Extracted entries ::
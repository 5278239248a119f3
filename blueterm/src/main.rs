//! blueterm - access a BLE GATT shell service from the terminal.

mod shell;

use std::sync::Arc;

use clap::Parser;
use tokio::sync::mpsc;
use tracing_subscriber::EnvFilter;

use blueterm_core::Session;
use blueterm_core::btle::BtleTransport;

use crate::shell::{Shell, ShellConfig};

#[derive(Parser)]
#[command(name = "blueterm")]
#[command(about = "Access a BLE GATT shell service from the terminal")]
struct Cli {
    /// Bluetooth adapter index (0 is the first system adapter)
    #[arg(short = 'a', long, default_value = "0")]
    adapter: usize,

    /// Default scan duration in seconds
    #[arg(short = 's', long, default_value = "3.0")]
    scan_timeout: f64,
}

#[tokio::main]
async fn main() -> Result<(), Box<dyn std::error::Error>> {
    tracing_subscriber::fmt()
        .with_env_filter(EnvFilter::from_default_env())
        .init();

    let cli = Cli::parse();
    if !(cli.scan_timeout.is_finite() && cli.scan_timeout > 0.0) {
        return Err("scan timeout must be a positive number of seconds".into());
    }

    let (notify_tx, notify_rx) = mpsc::unbounded_channel();
    let transport = BtleTransport::new(cli.adapter, notify_tx).await?;
    tracing::debug!("bluetooth adapter {} ready", cli.adapter);
    let session = Session::new(Arc::new(transport));

    let config = ShellConfig {
        intro: "Welcome to blueterm - type 'help' to list commands.".to_string(),
        prompt: "(blueterm) ".to_string(),
        scan_timeout: cli.scan_timeout,
    };

    Shell::new(config, session, notify_rx).run().await?;
    Ok(())
}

What this task involves :: Please reproduce, exactly as they appear above, the lines from the line containing "async fn main()" up to and including the line containing "let session = Session::new(Arc::new(transport));".

Response to this task ::
async fn main() -> Result<(), Box<dyn std::error::Error>> {
    tracing_subscriber::fmt()
        .with_env_filter(EnvFilter::from_default_env())
        .init();

    let cli = Cli::parse();
    if !(cli.scan_timeout.is_finite() && cli.scan_timeout > 0.0) {
        return Err("scan timeout must be a positive number of seconds".into());
    }

    let (notify_tx, notify_rx) = mpsc::unbounded_channel();
    let transport = BtleTransport::new(cli.adapter, notify_tx).await?;
    tracing::debug!("bluetooth adapter {} ready", cli.adapter);
    let session = Session::new(Arc::new(transport));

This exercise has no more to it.